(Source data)

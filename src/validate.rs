//! Whole-program malformed-input checks (§7) that sit above a single
//! function's CFG: duplicate function names, a missing `main` where one is
//! required, and unbalanced `speculate`/`commit` markers. Per-function
//! checks that naturally fall out of CFG construction (duplicate labels,
//! branches to undefined labels) live in `cfg::build_cfg` instead — there's
//! no reason to re-walk a function twice to find the same defect.

use crate::error::{BrilError, Result};
use crate::ir::{EffectOp, InstrKind, Program};
use std::collections::HashSet;

/// Reject a program with two functions sharing a name, or any function
/// whose `speculate`/`commit` markers don't nest to zero.
pub fn validate_program(program: &Program) -> Result<()> {
    let mut seen = HashSet::new();
    for func in &program.functions {
        if !seen.insert(func.name.as_str()) {
            return Err(BrilError::DuplicateFunction { name: func.name.clone() });
        }
    }

    for func in &program.functions {
        let mut open: Option<usize> = None;
        for (index, instr) in func.instrs.iter().enumerate() {
            if let InstrKind::Effect { op, .. } = &instr.kind {
                match op {
                    EffectOp::Speculate => {
                        if open.is_some() {
                            return Err(BrilError::UnmatchedSpeculate { function: func.name.clone(), index });
                        }
                        open = Some(index);
                    }
                    EffectOp::Commit => {
                        if open.take().is_none() {
                            return Err(BrilError::UnmatchedCommit { function: func.name.clone(), index });
                        }
                    }
                    _ => {}
                }
            }
        }
        if let Some(index) = open {
            return Err(BrilError::UnmatchedSpeculate { function: func.name.clone(), index });
        }
    }

    Ok(())
}

/// Used by entry points (trace injection, any future driver) that require
/// a `main` function to exist.
pub fn require_main(program: &Program) -> Result<()> {
    if program.find_function("main").is_none() {
        return Err(BrilError::MissingMain);
    }
    Ok(())
}

#[cfg(test)]
mod tests {
    use super::*;
    use crate::ir::{EffectOp, Function, Instr};

    fn func(name: &str, instrs: Vec<Instr>) -> Function {
        Function { name: name.to_string(), args: vec![], ret_type: None, instrs }
    }

    #[test]
    fn duplicate_function_names_rejected() {
        let program = Program {
            functions: vec![
                func("main", vec![Instr::effect(EffectOp::Ret, vec![], vec![])]),
                func("main", vec![Instr::effect(EffectOp::Ret, vec![], vec![])]),
            ],
        };
        let err = validate_program(&program).unwrap_err();
        assert!(matches!(err, BrilError::DuplicateFunction { .. }));
    }

    #[test]
    fn balanced_speculate_commit_accepted() {
        let program = Program {
            functions: vec![func(
                "main",
                vec![
                    Instr::effect(EffectOp::Speculate, vec![], vec![]),
                    Instr::effect(EffectOp::Commit, vec![], vec![]),
                    Instr::effect(EffectOp::Ret, vec![], vec![]),
                ],
            )],
        };
        assert!(validate_program(&program).is_ok());
    }

    #[test]
    fn speculate_without_commit_rejected() {
        let program = Program {
            functions: vec![func(
                "main",
                vec![
                    Instr::effect(EffectOp::Speculate, vec![], vec![]),
                    Instr::effect(EffectOp::Ret, vec![], vec![]),
                ],
            )],
        };
        let err = validate_program(&program).unwrap_err();
        assert!(matches!(err, BrilError::UnmatchedSpeculate { .. }));
    }

    #[test]
    fn commit_without_speculate_rejected() {
        let program = Program {
            functions: vec![func(
                "main",
                vec![
                    Instr::effect(EffectOp::Commit, vec![], vec![]),
                    Instr::effect(EffectOp::Ret, vec![], vec![]),
                ],
            )],
        };
        let err = validate_program(&program).unwrap_err();
        assert!(matches!(err, BrilError::UnmatchedCommit { .. }));
    }

    #[test]
    fn missing_main_reported_when_required() {
        let program = Program { functions: vec![func("helper", vec![])] };
        let err = require_main(&program).unwrap_err();
        assert!(matches!(err, BrilError::MissingMain));
    }
}
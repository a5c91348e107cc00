//! Dominance frontier computation (§4.3).
//!
//! `DF(n)` is the set of nodes `v` such that `n` dominates some predecessor
//! of `v` but does not strictly dominate `v` itself — the join points where
//! `n`'s dominated region meets control from elsewhere. This is exactly
//! what SSA construction (§4.7) uses to place phi placeholders.
//!
//! Computed with the standard Cytron et al. local+up rule driven off the
//! immediate-dominator map directly; no tree recursion is needed; at no
//! point do we recurse over the dominator tree itself.

use crate::cfg::dominators::DominatorTree;
use crate::cfg::Cfg;
use petgraph::graph::NodeIndex;
use std::collections::{HashMap, HashSet};

#[derive(Debug, Clone)]
pub struct DominanceFrontiers {
    frontier: HashMap<NodeIndex, HashSet<NodeIndex>>,
}

impl DominanceFrontiers {
    pub fn new(cfg: &Cfg, dom_tree: &DominatorTree) -> Self {
        let mut frontier: HashMap<NodeIndex, HashSet<NodeIndex>> = HashMap::new();
        for node in cfg.graph.node_indices() {
            frontier.entry(node).or_default();
        }

        for node in cfg.graph.node_indices() {
            let preds: Vec<_> = cfg.predecessors(node).collect();
            if preds.len() < 2 {
                continue;
            }
            let idom = match dom_tree.immediate_dominator(node) {
                Some(i) => i,
                None => continue,
            };
            for pred in preds {
                let mut runner = pred;
                while runner != idom {
                    frontier.entry(runner).or_default().insert(node);
                    match dom_tree.immediate_dominator(runner) {
                        Some(next) => runner = next,
                        None => break,
                    }
                }
            }
        }

        Self { frontier }
    }

    pub fn frontier(&self, node: NodeIndex) -> impl Iterator<Item = NodeIndex> + '_ {
        self.frontier.get(&node).into_iter().flatten().copied()
    }

    /// The iterated dominance frontier of a set of definition sites: the
    /// fixpoint of repeatedly adding `DF(n)` for every `n` already in the
    /// set, used to place `get`/`set` phi surrogates (§4.7).
    pub fn iterated_frontier(&self, seeds: &HashSet<NodeIndex>) -> HashSet<NodeIndex> {
        let mut result = HashSet::new();
        let mut worklist: Vec<NodeIndex> = seeds.iter().copied().collect();
        let mut seen: HashSet<NodeIndex> = seeds.clone();

        while let Some(node) = worklist.pop() {
            for df_node in self.frontier(node) {
                if result.insert(df_node) && seen.insert(df_node) {
                    worklist.push(df_node);
                }
            }
        }
        result
    }
}
//! The CORE of a compiler middle-end for a small teaching IR: per-function
//! control-flow graphs, dominance, a generic dataflow framework (liveness,
//! reaching definitions, available expressions), local value numbering,
//! trivial dead-code elimination, SSA construction/destruction via
//! get/set shadow variables, loop-invariant code motion, trace injection,
//! and a CFG linearizer.
//!
//! This crate is a library only: the textual/JSON front end, the
//! interpreter, CLI argument parsing, and test-suite file I/O are all
//! external collaborators (§1). Every transform here is a plain function
//! from a `Program` (or `Function`) to a `Result<...>` — never a mutation
//! visible to the caller, and never partial: if any function in a program
//! fails a precondition, the whole program is rejected (§7).

pub mod cfg;
pub mod dataflow;
pub mod error;
pub mod ir;
pub mod opt;
pub mod ssa;
pub mod trace;
pub mod validate;

pub use error::{BrilError, Result};
pub use ir::{Function, Instr, Program};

Prompt:
Give back, exactly as written, the stretch from the line with "use petgraph::graph::NodeIndex;" through the line with "Some(next) => runner", and no other lines from the records above.

Exercise response:
use petgraph::graph::NodeIndex;
use std::collections::{HashMap, HashSet};

#[derive(Debug, Clone)]
pub struct DominanceFrontiers {
    frontier: HashMap<NodeIndex, HashSet<NodeIndex>>,
}

impl DominanceFrontiers {
    pub fn new(cfg: &Cfg, dom_tree: &DominatorTree) -> Self {
        let mut frontier: HashMap<NodeIndex, HashSet<NodeIndex>> = HashMap::new();
        for node in cfg.graph.node_indices() {
            frontier.entry(node).or_default();
        }

        for node in cfg.graph.node_indices() {
            let preds: Vec<_> = cfg.predecessors(node).collect();
            if preds.len() < 2 {
                continue;
            }
            let idom = match dom_tree.immediate_dominator(node) {
                Some(i) => i,
                None => continue,
            };
            for pred in preds {
                let mut runner = pred;
                while runner != idom {
                    frontier.entry(runner).or_default().insert(node);
                    match dom_tree.immediate_dominator(runner) {
                        Some(next) => runner = next,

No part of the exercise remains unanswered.